[Source data]
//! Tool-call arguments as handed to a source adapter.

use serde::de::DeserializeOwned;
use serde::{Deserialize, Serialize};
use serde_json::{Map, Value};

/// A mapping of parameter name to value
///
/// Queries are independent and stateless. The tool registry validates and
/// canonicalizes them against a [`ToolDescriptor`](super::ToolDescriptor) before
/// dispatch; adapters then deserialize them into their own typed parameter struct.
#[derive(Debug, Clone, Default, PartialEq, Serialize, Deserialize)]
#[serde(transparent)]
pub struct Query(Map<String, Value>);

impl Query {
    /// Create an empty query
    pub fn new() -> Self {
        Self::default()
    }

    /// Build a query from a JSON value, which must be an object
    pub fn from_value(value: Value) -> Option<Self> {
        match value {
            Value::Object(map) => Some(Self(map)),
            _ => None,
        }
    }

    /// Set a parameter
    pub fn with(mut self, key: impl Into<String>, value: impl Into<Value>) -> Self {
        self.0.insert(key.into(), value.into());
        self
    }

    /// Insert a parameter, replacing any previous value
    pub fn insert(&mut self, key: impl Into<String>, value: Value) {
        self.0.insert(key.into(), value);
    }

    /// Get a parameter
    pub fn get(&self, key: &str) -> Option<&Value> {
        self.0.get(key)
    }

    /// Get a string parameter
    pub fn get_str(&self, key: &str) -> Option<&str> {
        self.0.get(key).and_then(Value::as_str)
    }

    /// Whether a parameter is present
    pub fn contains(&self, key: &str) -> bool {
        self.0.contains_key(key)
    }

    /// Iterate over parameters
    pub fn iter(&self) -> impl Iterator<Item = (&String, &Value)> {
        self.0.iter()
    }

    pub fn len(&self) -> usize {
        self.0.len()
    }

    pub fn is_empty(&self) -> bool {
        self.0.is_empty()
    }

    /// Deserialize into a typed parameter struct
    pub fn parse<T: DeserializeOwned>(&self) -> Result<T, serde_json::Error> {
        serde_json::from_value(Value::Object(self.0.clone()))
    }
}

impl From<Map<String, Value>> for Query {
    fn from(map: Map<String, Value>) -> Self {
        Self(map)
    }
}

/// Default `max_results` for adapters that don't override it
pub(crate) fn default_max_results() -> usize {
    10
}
==
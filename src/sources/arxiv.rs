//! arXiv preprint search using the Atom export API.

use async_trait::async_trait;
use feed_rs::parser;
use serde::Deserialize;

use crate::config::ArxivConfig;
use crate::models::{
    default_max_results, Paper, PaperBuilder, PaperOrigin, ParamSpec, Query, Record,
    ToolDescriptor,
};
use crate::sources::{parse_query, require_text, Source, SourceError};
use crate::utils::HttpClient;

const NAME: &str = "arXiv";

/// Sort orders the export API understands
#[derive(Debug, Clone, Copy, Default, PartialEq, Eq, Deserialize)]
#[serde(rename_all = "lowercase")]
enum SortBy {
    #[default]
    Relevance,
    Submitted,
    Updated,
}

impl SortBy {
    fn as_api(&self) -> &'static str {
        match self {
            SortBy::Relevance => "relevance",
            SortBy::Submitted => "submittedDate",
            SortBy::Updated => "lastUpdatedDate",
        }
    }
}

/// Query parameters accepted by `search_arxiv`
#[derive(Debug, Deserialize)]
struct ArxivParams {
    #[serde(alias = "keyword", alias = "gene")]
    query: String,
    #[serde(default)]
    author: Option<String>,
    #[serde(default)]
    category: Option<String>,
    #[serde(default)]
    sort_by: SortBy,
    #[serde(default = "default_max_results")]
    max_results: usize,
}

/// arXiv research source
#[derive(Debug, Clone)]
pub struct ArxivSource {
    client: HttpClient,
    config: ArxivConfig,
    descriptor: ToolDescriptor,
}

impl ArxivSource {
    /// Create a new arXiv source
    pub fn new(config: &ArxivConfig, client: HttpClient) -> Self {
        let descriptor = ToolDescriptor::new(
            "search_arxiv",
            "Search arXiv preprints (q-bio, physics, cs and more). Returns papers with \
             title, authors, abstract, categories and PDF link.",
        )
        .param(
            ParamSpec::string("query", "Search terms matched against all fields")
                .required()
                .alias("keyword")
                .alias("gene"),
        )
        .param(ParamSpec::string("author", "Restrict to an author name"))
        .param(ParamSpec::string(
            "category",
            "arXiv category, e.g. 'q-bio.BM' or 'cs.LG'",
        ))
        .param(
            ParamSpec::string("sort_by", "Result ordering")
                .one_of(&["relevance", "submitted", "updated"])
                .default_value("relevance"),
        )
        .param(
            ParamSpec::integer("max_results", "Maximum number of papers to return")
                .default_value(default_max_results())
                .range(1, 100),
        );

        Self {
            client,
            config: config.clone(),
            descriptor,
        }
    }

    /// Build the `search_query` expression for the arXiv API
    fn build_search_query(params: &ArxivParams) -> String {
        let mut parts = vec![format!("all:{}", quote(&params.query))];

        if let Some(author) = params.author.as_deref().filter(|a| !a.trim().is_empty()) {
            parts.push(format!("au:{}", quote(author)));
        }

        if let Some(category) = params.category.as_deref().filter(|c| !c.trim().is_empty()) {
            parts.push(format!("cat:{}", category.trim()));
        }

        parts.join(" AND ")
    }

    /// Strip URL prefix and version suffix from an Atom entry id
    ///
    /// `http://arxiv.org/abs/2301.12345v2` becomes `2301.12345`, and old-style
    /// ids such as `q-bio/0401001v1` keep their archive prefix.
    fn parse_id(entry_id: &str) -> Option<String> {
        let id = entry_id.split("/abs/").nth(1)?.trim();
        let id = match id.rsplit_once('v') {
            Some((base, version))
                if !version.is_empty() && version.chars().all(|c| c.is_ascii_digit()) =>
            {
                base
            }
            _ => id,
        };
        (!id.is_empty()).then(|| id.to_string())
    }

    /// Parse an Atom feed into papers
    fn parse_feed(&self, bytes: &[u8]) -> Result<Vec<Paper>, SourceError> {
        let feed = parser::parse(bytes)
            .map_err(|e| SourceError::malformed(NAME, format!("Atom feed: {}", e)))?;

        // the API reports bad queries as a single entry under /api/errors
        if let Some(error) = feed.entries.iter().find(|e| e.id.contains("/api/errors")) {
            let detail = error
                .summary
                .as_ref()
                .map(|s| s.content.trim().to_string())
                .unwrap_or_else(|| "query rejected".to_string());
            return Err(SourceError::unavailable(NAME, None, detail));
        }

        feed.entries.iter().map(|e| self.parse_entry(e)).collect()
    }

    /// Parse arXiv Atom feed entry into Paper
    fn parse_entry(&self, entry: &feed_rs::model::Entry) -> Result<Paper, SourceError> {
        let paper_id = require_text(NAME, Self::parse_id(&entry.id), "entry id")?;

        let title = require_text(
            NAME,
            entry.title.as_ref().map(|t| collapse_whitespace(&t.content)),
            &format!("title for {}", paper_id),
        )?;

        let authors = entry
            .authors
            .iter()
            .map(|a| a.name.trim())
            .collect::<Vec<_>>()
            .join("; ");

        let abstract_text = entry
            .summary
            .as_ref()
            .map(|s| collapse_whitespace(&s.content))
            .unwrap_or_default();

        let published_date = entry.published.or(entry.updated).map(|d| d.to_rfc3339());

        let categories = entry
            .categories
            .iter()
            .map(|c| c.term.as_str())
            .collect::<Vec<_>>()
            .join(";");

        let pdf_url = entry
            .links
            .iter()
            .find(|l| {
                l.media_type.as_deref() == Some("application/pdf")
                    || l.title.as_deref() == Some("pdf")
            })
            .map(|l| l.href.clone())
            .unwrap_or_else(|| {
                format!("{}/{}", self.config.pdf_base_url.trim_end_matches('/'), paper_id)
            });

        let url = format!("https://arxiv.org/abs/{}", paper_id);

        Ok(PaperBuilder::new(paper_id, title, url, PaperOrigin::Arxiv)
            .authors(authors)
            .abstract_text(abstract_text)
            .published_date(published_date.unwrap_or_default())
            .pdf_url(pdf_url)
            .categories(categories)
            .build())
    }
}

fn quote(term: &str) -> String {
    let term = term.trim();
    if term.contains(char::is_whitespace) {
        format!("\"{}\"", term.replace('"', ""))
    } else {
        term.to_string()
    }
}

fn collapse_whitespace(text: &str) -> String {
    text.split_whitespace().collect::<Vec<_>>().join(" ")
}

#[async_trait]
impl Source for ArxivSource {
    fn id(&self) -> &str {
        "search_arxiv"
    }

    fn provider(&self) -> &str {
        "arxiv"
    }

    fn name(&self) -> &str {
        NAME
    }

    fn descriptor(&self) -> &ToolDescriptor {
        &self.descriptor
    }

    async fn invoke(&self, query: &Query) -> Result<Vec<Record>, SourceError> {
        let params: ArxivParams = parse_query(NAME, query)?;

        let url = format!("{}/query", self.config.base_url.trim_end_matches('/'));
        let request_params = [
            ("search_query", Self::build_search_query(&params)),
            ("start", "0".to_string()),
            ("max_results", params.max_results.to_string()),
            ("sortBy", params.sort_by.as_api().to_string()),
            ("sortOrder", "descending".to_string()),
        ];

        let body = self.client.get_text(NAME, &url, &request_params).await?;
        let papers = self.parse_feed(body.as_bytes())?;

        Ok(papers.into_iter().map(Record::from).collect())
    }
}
...
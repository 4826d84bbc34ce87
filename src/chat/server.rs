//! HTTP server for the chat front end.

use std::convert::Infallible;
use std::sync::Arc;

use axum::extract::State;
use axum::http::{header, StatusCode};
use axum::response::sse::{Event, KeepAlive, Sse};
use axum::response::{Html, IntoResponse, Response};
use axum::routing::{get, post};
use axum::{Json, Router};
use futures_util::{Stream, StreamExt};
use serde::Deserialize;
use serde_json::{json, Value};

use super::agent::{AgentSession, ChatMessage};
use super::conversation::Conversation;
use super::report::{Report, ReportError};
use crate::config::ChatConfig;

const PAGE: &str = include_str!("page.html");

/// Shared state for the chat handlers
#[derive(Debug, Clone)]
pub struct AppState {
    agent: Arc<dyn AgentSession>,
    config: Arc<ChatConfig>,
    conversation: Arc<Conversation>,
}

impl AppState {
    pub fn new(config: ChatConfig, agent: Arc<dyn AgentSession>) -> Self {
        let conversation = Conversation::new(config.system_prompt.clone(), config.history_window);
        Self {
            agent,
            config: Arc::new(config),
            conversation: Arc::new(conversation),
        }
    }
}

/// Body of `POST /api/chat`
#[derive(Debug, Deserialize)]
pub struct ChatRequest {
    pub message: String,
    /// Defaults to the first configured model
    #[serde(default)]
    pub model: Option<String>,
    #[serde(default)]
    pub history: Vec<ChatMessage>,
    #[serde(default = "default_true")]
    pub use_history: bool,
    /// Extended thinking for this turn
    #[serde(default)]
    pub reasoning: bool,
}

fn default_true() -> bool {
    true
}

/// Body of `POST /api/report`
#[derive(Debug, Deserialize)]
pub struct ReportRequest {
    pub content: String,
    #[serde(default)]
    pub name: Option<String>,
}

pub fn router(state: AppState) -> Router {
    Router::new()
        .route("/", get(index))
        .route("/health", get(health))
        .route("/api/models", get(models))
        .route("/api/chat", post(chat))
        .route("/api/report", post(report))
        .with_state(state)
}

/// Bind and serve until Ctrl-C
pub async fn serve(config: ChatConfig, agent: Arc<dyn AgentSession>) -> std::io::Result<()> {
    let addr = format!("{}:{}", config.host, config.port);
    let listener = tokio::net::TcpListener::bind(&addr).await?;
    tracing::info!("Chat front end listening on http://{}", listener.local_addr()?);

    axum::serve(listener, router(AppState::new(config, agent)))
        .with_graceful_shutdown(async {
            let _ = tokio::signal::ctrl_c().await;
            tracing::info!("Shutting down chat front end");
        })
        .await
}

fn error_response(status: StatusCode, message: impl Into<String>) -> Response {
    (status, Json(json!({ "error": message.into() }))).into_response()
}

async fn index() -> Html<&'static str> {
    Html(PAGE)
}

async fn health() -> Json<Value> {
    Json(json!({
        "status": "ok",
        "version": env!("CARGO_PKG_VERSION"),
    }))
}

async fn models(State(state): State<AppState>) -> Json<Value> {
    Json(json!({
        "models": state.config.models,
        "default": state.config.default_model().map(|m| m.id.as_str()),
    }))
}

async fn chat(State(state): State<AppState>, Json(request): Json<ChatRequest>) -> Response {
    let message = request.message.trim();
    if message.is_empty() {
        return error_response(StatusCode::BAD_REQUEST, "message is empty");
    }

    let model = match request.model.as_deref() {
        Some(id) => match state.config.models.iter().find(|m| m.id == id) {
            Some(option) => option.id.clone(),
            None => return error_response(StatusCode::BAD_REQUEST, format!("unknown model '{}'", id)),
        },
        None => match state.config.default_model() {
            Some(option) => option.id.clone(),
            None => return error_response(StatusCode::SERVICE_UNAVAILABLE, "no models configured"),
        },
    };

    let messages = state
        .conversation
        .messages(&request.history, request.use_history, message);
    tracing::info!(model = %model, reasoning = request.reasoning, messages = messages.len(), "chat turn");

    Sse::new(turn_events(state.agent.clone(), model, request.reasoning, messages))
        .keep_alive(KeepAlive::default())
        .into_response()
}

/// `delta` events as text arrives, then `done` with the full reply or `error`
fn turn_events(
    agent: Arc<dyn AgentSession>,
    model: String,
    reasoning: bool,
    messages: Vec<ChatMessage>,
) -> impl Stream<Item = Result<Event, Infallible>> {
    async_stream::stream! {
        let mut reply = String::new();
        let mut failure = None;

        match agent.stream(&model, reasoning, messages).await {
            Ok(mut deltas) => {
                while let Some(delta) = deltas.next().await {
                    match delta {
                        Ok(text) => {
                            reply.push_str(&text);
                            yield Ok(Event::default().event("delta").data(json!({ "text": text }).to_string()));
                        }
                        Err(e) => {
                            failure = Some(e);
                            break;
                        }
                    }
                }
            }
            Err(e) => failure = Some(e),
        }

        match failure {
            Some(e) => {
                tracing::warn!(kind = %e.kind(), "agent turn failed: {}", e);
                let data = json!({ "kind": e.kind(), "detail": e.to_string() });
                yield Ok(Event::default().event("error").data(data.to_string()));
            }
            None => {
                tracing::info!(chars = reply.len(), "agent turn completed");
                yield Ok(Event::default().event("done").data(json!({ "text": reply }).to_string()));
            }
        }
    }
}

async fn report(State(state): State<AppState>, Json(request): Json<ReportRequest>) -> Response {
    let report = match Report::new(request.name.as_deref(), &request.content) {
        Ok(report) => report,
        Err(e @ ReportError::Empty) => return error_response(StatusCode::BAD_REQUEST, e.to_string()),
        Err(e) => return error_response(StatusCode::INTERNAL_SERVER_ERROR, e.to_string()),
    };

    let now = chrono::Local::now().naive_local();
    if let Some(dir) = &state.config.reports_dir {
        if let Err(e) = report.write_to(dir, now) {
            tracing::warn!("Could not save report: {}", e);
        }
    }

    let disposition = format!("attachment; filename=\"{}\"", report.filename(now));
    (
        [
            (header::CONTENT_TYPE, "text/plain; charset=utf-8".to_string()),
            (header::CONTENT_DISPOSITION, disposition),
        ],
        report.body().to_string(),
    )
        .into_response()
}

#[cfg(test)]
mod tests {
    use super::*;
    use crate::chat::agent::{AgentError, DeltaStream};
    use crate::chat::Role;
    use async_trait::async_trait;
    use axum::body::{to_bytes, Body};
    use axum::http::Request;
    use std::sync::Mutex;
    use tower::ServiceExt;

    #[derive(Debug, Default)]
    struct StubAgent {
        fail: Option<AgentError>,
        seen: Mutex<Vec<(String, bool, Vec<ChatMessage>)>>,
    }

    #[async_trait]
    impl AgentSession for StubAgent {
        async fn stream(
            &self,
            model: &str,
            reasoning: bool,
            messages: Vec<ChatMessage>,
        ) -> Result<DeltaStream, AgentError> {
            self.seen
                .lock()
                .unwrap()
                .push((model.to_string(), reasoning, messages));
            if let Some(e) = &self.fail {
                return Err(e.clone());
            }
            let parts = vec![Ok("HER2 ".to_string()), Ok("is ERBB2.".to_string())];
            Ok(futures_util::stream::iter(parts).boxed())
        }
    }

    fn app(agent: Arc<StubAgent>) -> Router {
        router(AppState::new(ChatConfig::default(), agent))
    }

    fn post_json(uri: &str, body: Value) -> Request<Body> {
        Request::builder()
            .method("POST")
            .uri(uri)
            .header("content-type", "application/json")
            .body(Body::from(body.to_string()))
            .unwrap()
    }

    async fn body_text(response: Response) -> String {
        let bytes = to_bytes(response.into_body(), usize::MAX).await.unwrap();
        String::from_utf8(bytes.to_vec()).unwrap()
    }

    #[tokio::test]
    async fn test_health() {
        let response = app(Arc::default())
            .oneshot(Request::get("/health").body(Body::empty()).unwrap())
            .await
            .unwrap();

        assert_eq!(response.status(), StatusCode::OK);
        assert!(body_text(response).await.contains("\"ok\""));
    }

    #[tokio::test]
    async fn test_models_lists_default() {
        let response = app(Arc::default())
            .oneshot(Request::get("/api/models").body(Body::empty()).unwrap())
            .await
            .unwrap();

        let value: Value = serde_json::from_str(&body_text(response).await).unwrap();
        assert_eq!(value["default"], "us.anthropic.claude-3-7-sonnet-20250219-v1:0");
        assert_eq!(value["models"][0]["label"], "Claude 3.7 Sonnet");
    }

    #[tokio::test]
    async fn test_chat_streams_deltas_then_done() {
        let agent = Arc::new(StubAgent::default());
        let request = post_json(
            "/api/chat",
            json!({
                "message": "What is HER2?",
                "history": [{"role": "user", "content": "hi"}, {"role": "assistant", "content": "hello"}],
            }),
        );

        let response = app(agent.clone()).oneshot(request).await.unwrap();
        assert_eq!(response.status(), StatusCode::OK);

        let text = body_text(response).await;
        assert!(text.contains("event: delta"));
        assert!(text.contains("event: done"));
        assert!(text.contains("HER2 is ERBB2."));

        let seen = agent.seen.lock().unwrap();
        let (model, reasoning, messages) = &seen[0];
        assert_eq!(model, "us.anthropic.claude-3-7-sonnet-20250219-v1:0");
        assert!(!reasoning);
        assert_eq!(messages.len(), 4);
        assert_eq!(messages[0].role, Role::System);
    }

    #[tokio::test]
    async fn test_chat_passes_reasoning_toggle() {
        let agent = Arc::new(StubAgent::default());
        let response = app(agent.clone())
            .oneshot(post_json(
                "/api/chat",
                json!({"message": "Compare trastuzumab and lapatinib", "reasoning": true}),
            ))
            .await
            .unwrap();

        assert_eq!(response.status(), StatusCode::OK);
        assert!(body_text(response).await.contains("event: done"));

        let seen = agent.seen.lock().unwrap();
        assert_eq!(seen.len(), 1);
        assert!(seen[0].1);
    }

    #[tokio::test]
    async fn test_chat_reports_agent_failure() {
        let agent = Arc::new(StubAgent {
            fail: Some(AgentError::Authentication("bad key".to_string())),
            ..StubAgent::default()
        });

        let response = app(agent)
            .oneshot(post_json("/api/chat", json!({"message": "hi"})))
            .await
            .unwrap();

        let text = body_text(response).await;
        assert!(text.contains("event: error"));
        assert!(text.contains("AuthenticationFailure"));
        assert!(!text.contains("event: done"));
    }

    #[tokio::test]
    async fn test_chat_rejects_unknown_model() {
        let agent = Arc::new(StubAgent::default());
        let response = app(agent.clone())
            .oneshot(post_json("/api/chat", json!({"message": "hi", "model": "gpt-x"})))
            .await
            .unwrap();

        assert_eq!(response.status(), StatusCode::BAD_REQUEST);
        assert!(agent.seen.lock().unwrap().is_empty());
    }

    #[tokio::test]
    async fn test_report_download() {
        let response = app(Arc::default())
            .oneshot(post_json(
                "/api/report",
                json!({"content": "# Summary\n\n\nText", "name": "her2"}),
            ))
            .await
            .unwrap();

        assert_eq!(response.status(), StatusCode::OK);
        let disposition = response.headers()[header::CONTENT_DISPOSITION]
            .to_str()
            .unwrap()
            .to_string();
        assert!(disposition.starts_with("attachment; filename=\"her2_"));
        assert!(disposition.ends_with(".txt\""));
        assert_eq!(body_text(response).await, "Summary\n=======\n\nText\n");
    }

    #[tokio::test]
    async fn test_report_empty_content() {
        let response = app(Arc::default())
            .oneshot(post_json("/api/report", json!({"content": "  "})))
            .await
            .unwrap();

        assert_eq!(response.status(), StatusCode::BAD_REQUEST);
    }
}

▶ [AIM OF THE EXERCISE]: Where in the records does the string "their" appear? Copy every line that has it.

▶ [COMPLETED TASK]:
/// dispatch; adapters then deserialize them into their own typed parameter struct.
    /// ids such as `q-bio/0401001v1` keep their archive prefix.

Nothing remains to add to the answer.